Repeat word for word every line of the data below, from the first through the line containing "let cases: [(&str, &[i64], i64);", and stop there.

- Opening Delimiter -

//! Small aggregation helpers shared by the analysis code

use std::iter::Sum;

/// Larger of two values; `b` wins ties
pub fn max<T: Ord>(a: T, b: T) -> T {
    if a > b {
        a
    } else {
        b
    }
}

/// Smaller of two values; `b` wins ties
pub fn min<T: Ord>(a: T, b: T) -> T {
    if a < b {
        a
    } else {
        b
    }
}

/// Sum of all values; zero for an empty slice
pub fn sum<T>(values: &[T]) -> T
where
    T: Copy + Sum<T>,
{
    values.iter().copied().sum()
}

#[cfg(test)]
mod tests {
    use super::*;

    #[test]
    fn test_max() {
        let cases: [(&str, i64, i64, i64); 4] = [
            ("positive numbers", 5, 3, 5),
            ("negative numbers", -5, -3, -3),
            ("equal numbers", 5, 5, 5),
            ("zero and positive", 0, 5, 5),
        ];

        for (name, a, b, want) in cases {
            assert_eq!(max(a, b), want, "{}", name);
        }
    }

    #[test]
    fn test_min() {
        let cases: [(&str, i64, i64, i64); 4] = [
            ("positive numbers", 5, 3, 3),
            ("negative numbers", -5, -3, -5),
            ("equal numbers", 5, 5, 5),
            ("zero and positive", 0, 5, 0),
        ];

        for (name, a, b, want) in cases {
            assert_eq!(min(a, b), want, "{}", name);
        }
    }

    #[test]
    fn test_sum() {
        let cases: [(&str, &[i64], i64); 5] = [
            ("empty slice", &[], 0),
            ("single number", &[5], 5),
            ("multiple numbers", &[1, 2, 3, 4, 5], 15),
            ("negative numbers", &[-1, -2, -3], -6),
            ("mixed numbers", &[-5, 10, -3, 8], 10),
        ];

        for (name, values, want) in cases {
            assert_eq!(sum(values), want, "{}", name);
        }
    }

    #[test]
    fn test_unsigned_counts() {
        let heads: [u64; 3] = [24, 51, 77];
        assert_eq!(sum(&heads), 152);
        assert_eq!(max(heads[0], heads[2]), 77);
    }
}
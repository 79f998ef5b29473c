//! Shared error types for the coin-flip services
//!
//! - Error codes follow the pattern <CATEGORY>_<DETAIL>
//! - Categories map to HTTP status codes
//! - `ServiceError` is what the web server serialises into error bodies and
//!   what the CLI logs before exiting
use serde::{Deserialize, Serialize};
use std::fmt;

use crate::analysis::FlipError;

/// Error categories that map to HTTP status codes
#[derive(Debug, Clone, Copy, PartialEq, Eq, Serialize, Deserialize)]
pub enum ErrorCategory {
    /// Validation errors (400 Bad Request)
    /// Caller provided unusable input
    Validation,

    /// Internal service errors (500 Internal Server Error)
    Internal,
}

impl ErrorCategory {
    /// Map error category to HTTP status code
    pub fn status_code(&self) -> u16 {
        match self {
            ErrorCategory::Validation => 400,
            ErrorCategory::Internal => 500,
        }
    }

    pub fn as_str(&self) -> &'static str {
        match self {
            ErrorCategory::Validation => "Validation",
            ErrorCategory::Internal => "Internal",
        }
    }
}

/// Standard error codes used across all services
#[derive(Debug, Clone, PartialEq, Eq, Serialize, Deserialize)]
pub struct ErrorCode(pub &'static str);

impl ErrorCode {
    // Validation errors
    pub const VALIDATION_EMPTY_TRIAL_SET: ErrorCode = ErrorCode("VALIDATION_EMPTY_TRIAL_SET");
    pub const VALIDATION_INVALID_MODE: ErrorCode = ErrorCode("VALIDATION_INVALID_MODE");

    // Internal errors
    pub const INTERNAL_UNEXPECTED: ErrorCode = ErrorCode("INTERNAL_UNEXPECTED");

    pub fn as_str(&self) -> &'static str {
        self.0
    }
}

impl fmt::Display for ErrorCode {
    fn fmt(&self, f: &mut fmt::Formatter<'_>) -> fmt::Result {
        write!(f, "{}", self.0)
    }
}

/// Standardized error structure used across all services
#[derive(Debug, Clone, PartialEq, Serialize, Deserialize)]
pub struct ServiceError {
    /// Error category (determines status code and log level)
    pub category: ErrorCategory,

    /// Structured error code
    pub code: String,

    /// Human-readable error message
    pub message: String,

    /// Optional additional context
    #[serde(skip_serializing_if = "Option::is_none")]
    pub context: Option<String>,
}

impl ServiceError {
    pub fn new(category: ErrorCategory, code: ErrorCode, message: impl Into<String>) -> Self {
        Self {
            category,
            code: code.as_str().to_string(),
            message: message.into(),
            context: None,
        }
    }

    pub fn with_context(mut self, context: impl Into<String>) -> Self {
        self.context = Some(context.into());
        self
    }

    pub fn empty_trial_set() -> Self {
        Self::new(
            ErrorCategory::Validation,
            ErrorCode::VALIDATION_EMPTY_TRIAL_SET,
            FlipError::EmptyTrialSet.to_string(),
        )
    }

    pub fn invalid_mode(mode: impl fmt::Display) -> Self {
        Self::new(
            ErrorCategory::Validation,
            ErrorCode::VALIDATION_INVALID_MODE,
            format!("Unknown mode: {}", mode),
        )
        .with_context("expected one of: hello, analyze, compare")
    }

    pub fn internal(message: impl Into<String>) -> Self {
        Self::new(ErrorCategory::Internal, ErrorCode::INTERNAL_UNEXPECTED, message)
    }
}

impl From<FlipError> for ServiceError {
    fn from(error: FlipError) -> Self {
        match error {
            FlipError::EmptyTrialSet => ServiceError::empty_trial_set(),
        }
    }
}

impl fmt::Display for ServiceError {
    fn fmt(&self, f: &mut fmt::Formatter<'_>) -> fmt::Result {
        if let Some(context) = &self.context {
            write!(f, "[{}] {}: {}", self.code, self.message, context)
        } else {
            write!(f, "[{}] {}", self.code, self.message)
        }
    }
}

impl std::error::Error for ServiceError {}
use serde::{Deserialize, Serialize};
use shared::{Analysis, SeriesResult};

/// Body of `/api/analyze`: the plain analysis plus outcome percentages
#[derive(Debug, Clone, Serialize, Deserialize)]
pub struct AnalysisReport {
    pub total: u64,
    pub heads: u64,
    pub tails: u64,
    pub max: u64,
    pub min: u64,
    pub heads_percent: f64,
    pub tails_percent: f64,
}

impl From<Analysis> for AnalysisReport {
    fn from(analysis: Analysis) -> Self {
        Self {
            total: analysis.total,
            heads: analysis.heads,
            tails: analysis.tails,
            max: analysis.max,
            min: analysis.min,
            heads_percent: analysis.heads_percent(),
            tails_percent: analysis.tails_percent(),
        }
    }
}

/// Body of `/api/compare`
#[derive(Debug, Clone, Serialize, Deserialize)]
pub struct CompareResponse {
    pub trials: Vec<u64>,
    pub max_heads: u64,
    pub total: u64,
}

impl CompareResponse {
    pub fn new(trials: Vec<u64>, result: SeriesResult) -> Self {
        Self {
            trials,
            max_heads: result.max_heads,
            total: result.total,
        }
    }
}
use serde::Deserialize;
use shared::{DEFAULT_API_PORT, DEFAULT_FLIP_COUNT, DEFAULT_METRICS_PORT, MAX_FLIP_COUNT};
use std::env;

#[derive(Debug, Clone, Deserialize)]
pub struct Config {
    pub api_port: u16,
    pub metrics_port: u16,
    pub flips: FlipConfig,
}

#[derive(Debug, Clone, Deserialize)]
pub struct FlipConfig {
    /// Count used when a request's `count` is missing or unusable
    pub default_count: u64,
    /// Requests above this are treated as unusable and get the default
    pub max_count: u64,
    /// Seeds one shared generator for reproducible responses
    pub seed: Option<u64>,
}

impl Default for Config {
    fn default() -> Self {
        Self {
            api_port: DEFAULT_API_PORT,
            metrics_port: DEFAULT_METRICS_PORT,
            flips: FlipConfig {
                default_count: DEFAULT_FLIP_COUNT,
                max_count: MAX_FLIP_COUNT,
                seed: None,
            },
        }
    }
}

impl Config {
    pub fn load() -> anyhow::Result<Self> {
        dotenvy::dotenv().ok();

        Self::from_lookup(|key| env::var(key).ok())
    }

    /// Build the configuration from an arbitrary variable source
    pub fn from_lookup<F>(lookup: F) -> anyhow::Result<Self>
    where
        F: Fn(&str) -> Option<String>,
    {
        let config = Config {
            api_port: lookup("API_PORT")
                .unwrap_or_else(|| DEFAULT_API_PORT.to_string())
                .parse()?,
            metrics_port: lookup("METRICS_PORT")
                .unwrap_or_else(|| DEFAULT_METRICS_PORT.to_string())
                .parse()?,
            flips: FlipConfig {
                default_count: lookup("DEFAULT_FLIP_COUNT")
                    .unwrap_or_else(|| DEFAULT_FLIP_COUNT.to_string())
                    .parse()?,
                max_count: lookup("MAX_FLIP_COUNT")
                    .unwrap_or_else(|| MAX_FLIP_COUNT.to_string())
                    .parse()?,
                seed: lookup("FLIP_SEED")
                    .map(|seed| seed.parse::<u64>())
                    .transpose()?,
            },
        };

        anyhow::ensure!(
            config.flips.default_count >= 1,
            "DEFAULT_FLIP_COUNT must be at least 1"
        );
        anyhow::ensure!(
            config.flips.default_count <= config.flips.max_count,
            "DEFAULT_FLIP_COUNT ({}) exceeds MAX_FLIP_COUNT ({})",
            config.flips.default_count,
            config.flips.max_count
        );

        Ok(config)
    }
}

#[cfg(test)]
mod tests {
    use super::*;
    use std::collections::HashMap;

    fn lookup_from(pairs: &[(&str, &str)]) -> impl Fn(&str) -> Option<String> {
        let vars: HashMap<String, String> = pairs
            .iter()
            .map(|(k, v)| (k.to_string(), v.to_string()))
            .collect();
        move |key: &str| vars.get(key).cloned()
    }

    #[test]
    fn test_defaults() {
        let config = Config::from_lookup(lookup_from(&[])).unwrap();
        assert_eq!(config.api_port, 8080);
        assert_eq!(config.metrics_port, 9090);
        assert_eq!(config.flips.default_count, 100);
        assert_eq!(config.flips.max_count, 1_000_000);
        assert_eq!(config.flips.seed, None);
    }

    #[test]
    fn test_overrides() {
        let config = Config::from_lookup(lookup_from(&[
            ("API_PORT", "3000"),
            ("DEFAULT_FLIP_COUNT", "20"),
            ("MAX_FLIP_COUNT", "500"),
            ("FLIP_SEED", "42"),
        ]))
        .unwrap();

        assert_eq!(config.api_port, 3000);
        assert_eq!(config.flips.default_count, 20);
        assert_eq!(config.flips.max_count, 500);
        assert_eq!(config.flips.seed, Some(42));
    }

    #[test]
    fn test_invalid_values_rejected() {
        assert!(Config::from_lookup(lookup_from(&[("API_PORT", "not-a-port")])).is_err());
        assert!(Config::from_lookup(lookup_from(&[("FLIP_SEED", "-1")])).is_err());
        assert!(Config::from_lookup(lookup_from(&[("DEFAULT_FLIP_COUNT", "0")])).is_err());
        assert!(Config::from_lookup(lookup_from(&[
            ("DEFAULT_FLIP_COUNT", "50"),
            ("MAX_FLIP_COUNT", "10"),
        ]))
        .is_err());
    }
}
//! Greetings printed by the CLI's hello mode

/// Greeting of the flip counter package
pub fn alpha_greeting() -> &'static str {
    "Hello from alpha!"
}

/// Greetings of the analysis package; it greets on behalf of the counter too
pub fn beta_greetings() -> [&'static str; 2] {
    ["Hello from beta!", alpha_greeting()]
}
//! Shared constants for the coin-flip demo services
//!
//! Centralizes the defaults used by both the CLI and the web server so the
//! two surfaces report the same numbers for the same inputs.

/// Flip count used when the caller does not supply one (or supplies a bad one)
pub const DEFAULT_FLIP_COUNT: u64 = 100;

/// Upper bound on flips per HTTP request
///
/// Rationale: each request's flips occupy a blocking-pool thread until done,
/// so an unbounded count would let one caller hold threads indefinitely.
pub const MAX_FLIP_COUNT: u64 = 1_000_000;

/// Trial sizes compared when no series is given
pub const DEFAULT_TRIALS: [u64; 3] = [50, 100, 150];

/// Longest series accepted from an HTTP request
pub const MAX_SERIES_LENGTH: usize = 32;

/// Probability that a single flip lands heads
pub const HEADS_PROBABILITY: f64 = 0.5;

/// Default HTTP port for the web server
pub const DEFAULT_API_PORT: u16 = 8080;

/// Default port for the Prometheus metrics listener
pub const DEFAULT_METRICS_PORT: u16 = 9090;
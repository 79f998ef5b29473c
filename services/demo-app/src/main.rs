use clap::{CommandFactory, Parser};
use rand::{rngs::StdRng, RngCore, SeedableRng};
use std::io;
use tracing_subscriber::{layer::SubscriberExt, util::SubscriberInitExt};

mod cli;
mod modes;

use cli::{Args, Mode};

fn main() -> anyhow::Result<()> {
    dotenvy::dotenv().ok();
    init_logging();

    let args = Args::parse();
    tracing::info!(
        service = "demo-app",
        version = env!("CARGO_PKG_VERSION"),
        mode = %args.mode,
        "Starting demo app"
    );

    let mode = match args.mode.parse::<Mode>() {
        Ok(mode) => mode,
        Err(e) => {
            tracing::error!(error_code = %e.code, "{}", e);
            eprintln!("{}", Args::command().render_help());
            std::process::exit(1);
        }
    };

    let mut rng: Box<dyn RngCore> = match args.seed {
        Some(seed) => {
            tracing::debug!(seed, "Using seeded flip generator");
            Box::new(StdRng::seed_from_u64(seed))
        }
        None => Box::new(rand::thread_rng()),
    };

    let stdout = io::stdout();
    let mut out = stdout.lock();

    match mode {
        Mode::Hello => modes::run_hello(&mut out)?,
        Mode::Analyze => {
            modes::run_analyze(&mut *rng, args.flips, &mut out)?;
        }
        Mode::Compare => {
            modes::run_compare(&mut *rng, &args.trials, &mut out)?;
        }
    }

    tracing::info!("Demo app completed");

    Ok(())
}

/// Logs go to stderr so stdout carries only the report
fn init_logging() {
    let use_json = std::env::var("LOG_FORMAT")
        .unwrap_or_else(|_| "text".to_string())
        .eq_ignore_ascii_case("json");

    let env_filter = tracing_subscriber::EnvFilter::try_from_default_env()
        .unwrap_or_else(|_| "demo_app=info".into());

    if use_json {
        tracing_subscriber::registry()
            .with(env_filter)
            .with(tracing_subscriber::fmt::layer().json().with_writer(io::stderr))
            .init();
    } else {
        tracing_subscriber::registry()
            .with(env_filter)
            .with(tracing_subscriber::fmt::layer().with_writer(io::stderr))
            .init();
    }
}
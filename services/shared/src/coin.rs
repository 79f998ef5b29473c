//! Coin flip simulation

use rand::Rng;

use crate::constants::HEADS_PROBABILITY;
use crate::types::FlipTally;

/// Flip a fair coin once
///
/// Returns true for heads, false for tails with 50% probability
pub fn flip<R: Rng + ?Sized>(rng: &mut R) -> bool {
    rng.gen_bool(HEADS_PROBABILITY)
}

/// Flip a fair coin `flips` times and tally the outcomes
///
/// The tally always accounts for exactly `flips` flips.
pub fn count_flips<R: Rng + ?Sized>(rng: &mut R, flips: u64) -> FlipTally {
    let mut tally = FlipTally::default();
    for _ in 0..flips {
        tally.record(flip(rng));
    }
    tally
}
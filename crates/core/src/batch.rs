//! Batch rendering of many documents on the rayon pool.

use crate::{RenderOptions, document};
use rayon::prelude::*;
use serde::Serialize;
use std::time::Instant;

/// A single document to render.
#[derive(Debug, Clone)]
pub struct BatchInput {
    /// Caller-chosen identifier (typically the file path).
    pub id: String,
    /// Markdown body.
    pub source: String,
}

impl BatchInput {
    /// Creates a batch entry.
    pub fn new(id: impl Into<String>, source: impl Into<String>) -> Self {
        Self {
            id: id.into(),
            source: source.into(),
        }
    }
}

/// Rendered output for one input.
#[derive(Debug, Clone, Serialize)]
pub struct BatchResult {
    /// Identifier matching the input.
    pub id: String,
    /// Rendered HTML fragment.
    pub html: String,
    /// Number of blocks in the document.
    pub blocks: usize,
}

/// Statistics for a batch run.
#[derive(Debug, Clone, Serialize)]
pub struct BatchStats {
    /// Number of documents rendered.
    pub total: usize,
    /// Number of blocks across all documents.
    pub blocks: usize,
    /// Wall-clock time in milliseconds.
    pub processing_time_ms: f64,
}

/// Options for a batch run.
#[derive(Debug, Clone, Default)]
pub struct BatchOptions {
    /// Maximum number of worker threads. Defaults to the global rayon pool.
    pub max_threads: Option<usize>,
    /// Options applied to every document.
    pub render: RenderOptions,
}

/// Results in input order, plus statistics.
#[derive(Debug, Clone, Serialize)]
pub struct BatchProcessingResult {
    /// One result per input.
    pub results: Vec<BatchResult>,
    /// Processing statistics.
    pub stats: BatchStats,
}

/// Renders every input in parallel. Results keep input order.
pub fn render_batch(inputs: Vec<BatchInput>, options: &BatchOptions) -> BatchProcessingResult {
    let start = Instant::now();
    let total = inputs.len();

    // A pool that fails to build falls back to the global one.
    let pool = options.max_threads.and_then(|threads| {
        rayon::ThreadPoolBuilder::new()
            .num_threads(threads)
            .build()
            .map_err(|err| log::warn!("falling back to the global thread pool: {err}"))
            .ok()
    });

    let process_input = |input: BatchInput| -> BatchResult {
        let rendered = document::render_document(&input.source, &options.render);
        log::debug!("rendered {} ({} blocks)", input.id, rendered.blocks);
        BatchResult {
            id: input.id,
            html: rendered.html,
            blocks: rendered.blocks,
        }
    };

    let results: Vec<BatchResult> = if let Some(pool) = pool {
        pool.install(|| inputs.into_par_iter().map(process_input).collect())
    } else {
        inputs.into_par_iter().map(process_input).collect()
    };

    let elapsed = start.elapsed();
    let blocks = results.iter().map(|result| result.blocks).sum();

    BatchProcessingResult {
        results,
        stats: BatchStats {
            total,
            blocks,
            processing_time_ms: elapsed.as_secs_f64() * 1000.0,
        },
    }
}

#[cfg(test)]
mod tests {
    use super::*;

    #[test]
    fn keeps_input_order() {
        let inputs: Vec<BatchInput> = (0..50)
            .map(|i| BatchInput::new(format!("post-{i}.md"), format!("# Post {i}\n\nbody {i}")))
            .collect();

        let result = render_batch(inputs, &BatchOptions::default());
        assert_eq!(result.stats.total, 50);
        assert_eq!(result.stats.blocks, 100);
        for (i, entry) in result.results.iter().enumerate() {
            assert_eq!(entry.id, format!("post-{i}.md"));
            assert_eq!(
                entry.html,
                format!("\n<h1> Post {i} </h1>\n\n<p>body {i}</p>\n")
            );
        }
    }

    #[test]
    fn bounded_pool() {
        let options = BatchOptions {
            max_threads: Some(2),
            ..Default::default()
        };
        let result = render_batch(vec![BatchInput::new("a", "> quote")], &options);
        assert_eq!(
            result.results[0].html,
            "\n<blockquote>quote</blockquote>\n"
        );
    }

    #[test]
    fn empty_batch() {
        let result = render_batch(Vec::new(), &BatchOptions::default());
        assert!(result.results.is_empty());
        assert_eq!(result.stats.total, 0);
        assert_eq!(result.stats.blocks, 0);
    }

    #[test]
    fn render_options_apply_to_every_document() {
        let options = BatchOptions {
            render: RenderOptions {
                inline_paragraphs: true,
                ..Default::default()
            },
            ..Default::default()
        };
        let result = render_batch(vec![BatchInput::new("a", "*hi*")], &options);
        assert_eq!(result.results[0].html, "\n<p><em>hi</em></p>\n");
    }
}
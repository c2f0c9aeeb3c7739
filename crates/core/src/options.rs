//! Render configuration.

use crate::CvmarkError;
use serde::{Deserialize, Serialize};

const DEFAULT_PARALLEL_THRESHOLD: usize = 64;

/// Options accepted by [`render_with_options`](crate::render_with_options).
#[derive(Debug, Clone, PartialEq, Eq, Serialize, Deserialize)]
#[serde(deny_unknown_fields)]
pub struct RenderOptions {
    /// Apply inline spans inside paragraphs too.
    /// Off by default: only list and quote blocks get inline spans.
    #[serde(default, alias = "inlineParagraphs")]
    pub inline_paragraphs: bool,
    /// Render blocks on the rayon pool.
    #[serde(default)]
    pub parallel: bool,
    /// Minimum number of blocks before `parallel` takes effect.
    #[serde(
        default = "default_parallel_threshold",
        alias = "parallelThreshold"
    )]
    pub parallel_threshold: usize,
}

fn default_parallel_threshold() -> usize {
    DEFAULT_PARALLEL_THRESHOLD
}

impl Default for RenderOptions {
    fn default() -> Self {
        Self {
            inline_paragraphs: false,
            parallel: false,
            parallel_threshold: DEFAULT_PARALLEL_THRESHOLD,
        }
    }
}

impl RenderOptions {
    /// Parses options from a JSON object. Missing keys take their defaults.
    pub fn from_json(input: &str) -> Result<Self, CvmarkError> {
        serde_json::from_str(input).map_err(|err| CvmarkError::config(err.to_string()))
    }

    /// Whether a document with `block_count` blocks should render in parallel.
    pub fn use_parallel(&self, block_count: usize) -> bool {
        self.parallel && block_count >= self.parallel_threshold.max(2)
    }
}
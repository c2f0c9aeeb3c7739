//! Whole-document rendering.

use crate::block::{Block, split_blocks};
use crate::render::render_block;
use crate::{CvmarkError, RenderOptions};
use rayon::prelude::*;
use std::borrow::Cow;

/// Splits and classifies a document.
pub fn blocks(document: &str) -> Vec<Block<'_>> {
    split_blocks(document)
        .enumerate()
        .map(|(index, text)| Block::new(index, text))
        .collect()
}

/// Renders a document with default options.
pub fn render(document: &str) -> String {
    render_with_options(document, &RenderOptions::default())
}

/// Rendered HTML together with the number of blocks it was built from.
#[derive(Debug, Clone, PartialEq, Eq)]
pub struct RenderedDocument {
    /// Concatenated block fragments.
    pub html: String,
    /// Number of blank-line separated blocks.
    pub blocks: usize,
}

/// Renders a document, concatenating block output in document order.
pub fn render_with_options(document: &str, options: &RenderOptions) -> String {
    render_document(document, options).html
}

/// Like [`render_with_options`], also reporting the block count.
pub fn render_document(document: &str, options: &RenderOptions) -> RenderedDocument {
    let blocks = blocks(document);
    log::debug!("rendering {} block(s)", blocks.len());

    let rendered: Vec<String> = if options.use_parallel(blocks.len()) {
        blocks
            .par_iter()
            .map(|block| render_block(block, options))
            .collect()
    } else {
        blocks
            .iter()
            .map(|block| render_block(block, options))
            .collect()
    };

    RenderedDocument {
        html: rendered.concat(),
        blocks: blocks.len(),
    }
}

/// Byte-oriented entry point. Invalid UTF-8 is replaced, never rejected.
pub fn render_bytes(document: &[u8]) -> Vec<u8> {
    render_bytes_with_options(document, &RenderOptions::default())
}

/// [`render_bytes`] with explicit options.
pub fn render_bytes_with_options(document: &[u8], options: &RenderOptions) -> Vec<u8> {
    let text = decode_lossy(document);
    render_with_options(&text, options).into_bytes()
}

/// Decodes document bytes, substituting U+FFFD for invalid sequences.
pub fn decode_lossy(document: &[u8]) -> Cow<'_, str> {
    let text = String::from_utf8_lossy(document);
    if let Cow::Owned(_) = text {
        log::warn!("document is not valid UTF-8; invalid bytes were replaced");
    }
    text
}

/// Decodes document bytes, failing on invalid UTF-8.
pub fn decode_strict(document: Vec<u8>) -> Result<String, CvmarkError> {
    Ok(String::from_utf8(document)?)
}
use std::path::PathBuf;
use thiserror::Error;

/// Errors surfaced around the rendering engine.
///
/// Rendering itself never fails; these cover reading input, strict decoding
/// and loading [`RenderOptions`](crate::RenderOptions).
#[derive(Debug, Error)]
pub enum CvmarkError {
    /// IO error while reading a document or writing rendered output.
    #[error("IO error: {0}")]
    Io(#[from] std::io::Error),
    /// IO error tied to a specific file.
    #[error("IO error on {}: {source}", path.display())]
    File {
        /// File that could not be read or written
        path: PathBuf,
        /// Underlying error
        #[source]
        source: std::io::Error,
    },
    /// Document bytes were not valid UTF-8 and strict decoding was requested.
    #[error("Encoding error: {0}")]
    Encoding(#[from] std::string::FromUtf8Error),
    /// Two inputs would be written to the same output file.
    #[error("{} and {} both render to {}", first.display(), second.display(), target.display())]
    OutputCollision {
        /// Output file both inputs map to
        target: PathBuf,
        /// Input that claimed the output first
        first: PathBuf,
        /// Input that collided with it
        second: PathBuf,
    },
    /// Options could not be parsed.
    #[error("Invalid configuration: {message}")]
    Config {
        /// Error message
        message: String,
    },
}

impl CvmarkError {
    /// Create a configuration error
    pub fn config(message: impl Into<String>) -> Self {
        Self::Config {
            message: message.into(),
        }
    }

    /// Wrap an IO error with the path it happened on
    pub fn file(path: impl Into<PathBuf>, source: std::io::Error) -> Self {
        Self::File {
            path: path.into(),
            source,
        }
    }
}

#[cfg(test)]
mod tests {
    use super::*;

    #[test]
    fn config_error_message() {
        let err = CvmarkError::config("unknown field `colour`");
        assert_eq!(err.to_string(), "Invalid configuration: unknown field `colour`");
    }

    #[test]
    fn file_error_names_path() {
        let source = std::io::Error::new(std::io::ErrorKind::NotFound, "missing");
        let err = CvmarkError::file("posts/hello.md", source);
        assert_eq!(err.to_string(), "IO error on posts/hello.md: missing");
    }

    #[test]
    fn collision_names_both_inputs() {
        let err = CvmarkError::OutputCollision {
            target: "site/post.html".into(),
            first: "a/post.md".into(),
            second: "b/post.md".into(),
        };
        assert_eq!(
            err.to_string(),
            "a/post.md and b/post.md both render to site/post.html"
        );
    }

    #[test]
    fn encoding_error_converts() {
        let bad = String::from_utf8(vec![0xff, 0xfe]).unwrap_err();
        let err: CvmarkError = bad.into();
        assert!(matches!(err, CvmarkError::Encoding(_)));
    }
}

- Closing Delimiter -

- [Exercise result]
//! Small aggregation helpers shared by the analysis code

use std::iter::Sum;

/// Larger of two values; `b` wins ties
pub fn max<T: Ord>(a: T, b: T) -> T {
    if a > b {
        a
    } else {
        b
    }
}

/// Smaller of two values; `b` wins ties
pub fn min<T: Ord>(a: T, b: T) -> T {
    if a < b {
        a
    } else {
        b
    }
}

/// Sum of all values; zero for an empty slice
pub fn sum<T>(values: &[T]) -> T
where
    T: Copy + Sum<T>,
{
    values.iter().copied().sum()
}

#[cfg(test)]
mod tests {
    use super::*;

    #[test]
    fn test_max() {
        let cases: [(&str, i64, i64, i64); 4] = [
            ("positive numbers", 5, 3, 5),
            ("negative numbers", -5, -3, -3),
            ("equal numbers", 5, 5, 5),
            ("zero and positive", 0, 5, 5),
        ];

        for (name, a, b, want) in cases {
            assert_eq!(max(a, b), want, "{}", name);
        }
    }

    #[test]
    fn test_min() {
        let cases: [(&str, i64, i64, i64); 4] = [
            ("positive numbers", 5, 3, 3),
            ("negative numbers", -5, -3, -5),
            ("equal numbers", 5, 5, 5),
            ("zero and positive", 0, 5, 0),
        ];

        for (name, a, b, want) in cases {
            assert_eq!(min(a, b), want, "{}", name);
        }
    }

    #[test]
    fn test_sum() {
        let cases: [(&str, &[i64], i64); 5] = [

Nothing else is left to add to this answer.